Давно уже глаз наш отвык от простора. В каждой точке нашего путешествия мы были окружены горами со всех сторон. Даже с вершин хребтов ничего не было видно, кроме близких и дальних таких же хребтов, тянущихся почти паралельно друг другу.

Проходя горами Эхэ-шань, мы встретили в одной из падей навес для сушки грибов и фанзу искателей грибов. Вообще всюду видны следы истребления дубового леса, ради добывания этих грибов, составляющих одну из более лакомых приправ в китайских кушаньях. В этих же горах нам пришлось набрести на табор, человек из пятнадцати искателей корня хуан-ци, имеющего у китайцев лекарственное значение.

Б вечеру 7-го сентября, мы подошли к горам Гарку-шань, покрытым густым лесом, состоящим из весьма разнообразных древесных пород, тогда как горы и пади, нами доселе пройденные, были покрыты только редкими деревьями дуба, черной и белой березы и клена. Подъем на хребет Гарку-шань оказался до того крут, что мы, взобравшись несколько шагов вверх, нередко снова скользили вниз, и если бы не камни, служившие опорою для ног, то едва ли мы успели бы подняться на вершину хребта. Спуск с него, приведший нас в болотистую падь, был гораздо пониже. Проводник наш, Юй-мао-шунь, во все время состояния при нас, исполнял свои обязанности вполне добросовестно. Так, например, когда жители дер. Сяо-жень-го, в которой мы остановились на ночлег, отказали нам в продаже съестных припасов, он достал где-то лодку, переправился на ней на противоположный берег Мудан-цзяна, где также есть поселения, и привез нам оттуда кур, яиц, овощей и водки. Но проводник этот имел одну отвратительную особенность: когда все мы укладывались спать вокруг костра, он снимал с себя рубашку, ловил паразитов, обильно в ней водившихся, и высасывал из них внутренности, бросая прочь наружную оболочку.
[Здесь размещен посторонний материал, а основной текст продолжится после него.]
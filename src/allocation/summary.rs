//! Plan quality metrics.
//!
//! | Metric | Definition |
//! |--------|-----------|
//! | Seats allocated | Sum of allocated seats (equals requested students) |
//! | Seats offered | Sum of capacities of the rooms used |
//! | Spare seats | Offered minus allocated; only the last room can have any |
//! | Floors used | Distinct floors in the plan, ascending |
//! | Near-washroom rooms | Used rooms flagged near a washroom |
//! | Utilization | Allocated / offered |

use crate::models::AllocationPlan;

/// Derived metrics of an allocation plan.
#[derive(Debug, Clone, PartialEq)]
pub struct PlanSummary {
    /// Sum of allocated seats.
    pub seats_allocated: u64,
    /// Sum of capacities of the used rooms.
    pub seats_offered: u64,
    /// Empty seats left in the used rooms.
    pub spare_seats: u64,
    /// Distinct floors used, ascending.
    pub floors_used: Vec<u32>,
    /// Number of used rooms flagged near a washroom.
    pub near_washroom_rooms: usize,
    /// Fraction of offered seats that are taken (0.0..=1.0).
    pub utilization: f64,
}

impl PlanSummary {
    /// Computes the summary of a plan.
    pub fn calculate(plan: &AllocationPlan) -> Self {
        let seats_allocated = plan.seats_allocated();
        let seats_offered: u64 = plan.iter().map(|r| u64::from(r.capacity())).sum();

        let mut floors_used: Vec<u32> = plan.iter().map(|r| r.floor_no()).collect();
        floors_used.sort_unstable();
        floors_used.dedup();

        let utilization = if seats_offered == 0 {
            0.0
        } else {
            seats_allocated as f64 / seats_offered as f64
        };

        Self {
            seats_allocated,
            seats_offered,
            spare_seats: seats_offered.saturating_sub(seats_allocated),
            floors_used,
            near_washroom_rooms: plan.iter().filter(|r| r.near_washroom()).count(),
            utilization,
        }
    }
}

impl From<&AllocationPlan> for PlanSummary {
    fn from(plan: &AllocationPlan) -> Self {
        Self::calculate(plan)
    }
}
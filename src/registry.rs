//! Classroom registry.
//!
//! An in-memory, insertion-ordered collection of classrooms keyed by room
//! ID. Insertion order is the only order stored; the floor-ordered listing is
//! recomputed on every call and never reorders the records.
//!
//! Every mutation bumps a revision counter. A plan computed at an earlier
//! revision is stale and must be discarded by its holder.

use tracing::debug;

use crate::allocation;
use crate::error::{AllocationError, ValidationError};
use crate::models::{AllocationPlan, Classroom, ClassroomInput};
use crate::validation::{self, ValidationResult};

/// In-memory classroom registry.
///
/// # Example
///
/// ```
/// use exam_seating::models::ClassroomInput;
/// use exam_seating::registry::Registry;
///
/// let mut registry = Registry::new();
/// registry.add(ClassroomInput::new("R1", 10, 0)).unwrap();
///
/// let err = registry.add(ClassroomInput::new("R1", 20, 1)).unwrap_err();
/// assert_eq!(err.to_string(), "Room ID already exists");
/// assert_eq!(registry.get("R1").unwrap().capacity(), 10);
/// ```
#[derive(Debug, Clone, Default)]
pub struct Registry {
    classrooms: Vec<Classroom>,
    revision: u64,
}

impl Registry {
    /// Creates an empty registry.
    pub fn new() -> Self {
        Self::default()
    }

    /// Builds a registry from validated classrooms, in the given order.
    ///
    /// Fails on the first duplicate room ID.
    pub fn from_classrooms(
        classrooms: impl IntoIterator<Item = Classroom>,
    ) -> ValidationResult<Self> {
        let mut registry = Self::new();
        for classroom in classrooms {
            registry.insert(classroom)?;
        }
        Ok(registry)
    }

    /// Validates caller input and appends the classroom.
    ///
    /// Checks run in order: room ID, capacity, floor, uniqueness. On failure
    /// the registry is unchanged. Returns the updated snapshot.
    pub fn add(&mut self, input: ClassroomInput) -> ValidationResult<&[Classroom]> {
        let classroom = validation::validate_input(&input)?;
        self.insert(classroom)
    }

    /// Appends an already validated classroom if its ID is unused.
    pub fn insert(&mut self, classroom: Classroom) -> ValidationResult<&[Classroom]> {
        if self.contains(classroom.room_id()) {
            debug!(room_id = classroom.room_id(), "duplicate room id rejected");
            return Err(ValidationError::DuplicateRoomId(
                classroom.room_id().to_string(),
            ));
        }

        self.revision += 1;
        debug!(
            room_id = classroom.room_id(),
            capacity = classroom.capacity(),
            floor_no = classroom.floor_no(),
            rooms = self.classrooms.len() + 1,
            revision = self.revision,
            "classroom added"
        );
        self.classrooms.push(classroom);
        Ok(&self.classrooms)
    }

    /// Removes the classroom with the given ID. Absent IDs are a no-op.
    ///
    /// The revision is bumped either way: any plan held by the caller is
    /// invalidated by a delete request.
    pub fn delete(&mut self, room_id: &str) -> &[Classroom] {
        let before = self.classrooms.len();
        self.classrooms.retain(|c| c.room_id() != room_id);
        self.revision += 1;
        debug!(
            room_id,
            removed = before != self.classrooms.len(),
            rooms = self.classrooms.len(),
            revision = self.revision,
            "classroom delete"
        );
        &self.classrooms
    }

    /// All classrooms by ascending floor, insertion order among equal floors.
    pub fn list(&self) -> Vec<&Classroom> {
        allocation::floor_order(&self.classrooms)
    }

    /// Classrooms in insertion order.
    pub fn classrooms(&self) -> &[Classroom] {
        &self.classrooms
    }

    /// Iterates classrooms in insertion order.
    pub fn iter(&self) -> std::slice::Iter<'_, Classroom> {
        self.classrooms.iter()
    }

    /// Finds a classroom by ID.
    pub fn get(&self, room_id: &str) -> Option<&Classroom> {
        self.classrooms.iter().find(|c| c.room_id() == room_id)
    }

    /// Whether a classroom with this ID exists.
    pub fn contains(&self, room_id: &str) -> bool {
        self.get(room_id).is_some()
    }

    /// Number of classrooms.
    pub fn len(&self) -> usize {
        self.classrooms.len()
    }

    /// Whether the registry has no classrooms.
    pub fn is_empty(&self) -> bool {
        self.classrooms.is_empty()
    }

    /// Sum of all capacities.
    pub fn total_capacity(&self) -> u64 {
        allocation::total_capacity(&self.classrooms)
    }

    /// Mutation counter, starting at 0 for a new registry.
    pub fn revision(&self) -> u64 {
        self.revision
    }

    /// Allocates students against the current contents.
    pub fn allocate(&self, students_count: i64) -> Result<AllocationPlan, AllocationError> {
        allocation::allocate(&self.classrooms, students_count)
    }
}

impl<'a> IntoIterator for &'a Registry {
    type Item = &'a Classroom;
    type IntoIter = std::slice::Iter<'a, Classroom>;

    fn into_iter(self) -> Self::IntoIter {
        self.iter()
    }
}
От упомянутой дер. Сяо-жень-го (верстах в шестидесяти к северу от гор. Нингуты) характер местности резко изменился. Лес на горах совсем исчез, пади сделались мельче, скаты гор положе. В расстоянии около версты выше дер. Сяо-жень-го, на левом берегу Мудан-цзяна, расположена большая торговая слобода [158] Ту-та-ми, куда нингутские купцы приезжают осенью для закупки хлеба. Перевалив хребет У-ху-лин, мы, около полудня, 8-го сентября, спустились к берегу Мудан-цзяна, — в местность Чам-чу-лаза, сплошь усеянную отдельными фанзами, большими и малыми деревнями. Жители одной из них приветствовали нас словом «анда», которое в Маньчжурии, как и в Монголии, считается русским и употребляется в смысле «друг»; признак, что здешние жители имели сношения с русскими. Дорога, пролегающая по местности Чан-чу-лаза удобна, когда она идет подальше от берега реки; к самому же берегу ее часто подступают скалы и тропинка загромождается камнями. В одном же месте и самый Мудан-цзян завален ими с обоих берегов, так что только посредине остается небольшое свободное пространство, через которое река устремляется бурным и шумливым потоком. От значительной деревни Хуа-шу-лин-цза, пошла, среди частых поселений, хорошая тележная дорога, к вечеру приведшая нас к речке Ти-лин-хэ, где мы остановились на ночлег. В одной из окрестных фанз, которыми усеяны оба берега Ти-лин-хэ, праздновалась свадьба. Всю ночь до нас долетали звуки китайской музыки, не прекращались шум и движение народа, возбужденные этим событием. Мужчины и женщины, последние украшенные цветами, отправляясь на свадьбу, или обратно, заходили посмотреть и на наш табор, даже тогда, когда он был погружен в глубокий сон, навеянный усталостью.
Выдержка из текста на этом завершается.